Selecting a time series forecasting model is just the beginning. Using the chosen model in practice can pose challenges, including data transformations and storing the model parameters on disk.
In this tutorial, you will discover how to finalize a time series forecasting model and use it to make predictions in Python.
After completing this tutorial, you will know:
- How to finalize a model and save it and required data to file.
- How to load a finalized model from file and use it to make a prediction.
- How to update data associated with a finalized model in order to make subsequent predictions.
A. Process for Making a Prediction
Once you can build and tune forecast models for your data, the process of making a prediction involves the following steps:
- Model Selection. This is where you choose a model and gather evidence and support to defend the decision.
- Model Finalization. The chosen model is trained on all available data and saved to file for later use.
- Forecasting. The saved model is loaded and used to make a forecast.
- Model Update.

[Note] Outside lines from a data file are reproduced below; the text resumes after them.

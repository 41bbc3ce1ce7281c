//! OAuth 1.0a: HMAC-SHA1 signing and the request token / access token flow.

mod provider;
pub mod signature;

pub use provider::{OAuth10Provider, OAuth1Descriptor, OAuth1Endpoints, TokenPair};
//! OAuth 2.0 authorization code flow, configured per provider by a descriptor.

mod provider;
mod token_response;

pub use provider::{OAuth20Provider, OAuth2Descriptor, OAuth2Endpoints, TokenPlacement};
pub use token_response::{parse_token_response, TokenResponseFormat};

Elements of the model are updated in the presence of new observations.
We will take a look at each of these elements in this tutorial, with a focus on saving and loading the model to and from file and using a loaded model to make predictions.
B. Daily Female Births Dataset
This dataset describes the number of daily female births in California in 1959.
C. Select Time Series Forecast Model
You must select a model. This is where the bulk of the effort will be in preparing the data, performing analysis, and ultimately selecting a model and model hyperparameters that best capture the relationships in the data.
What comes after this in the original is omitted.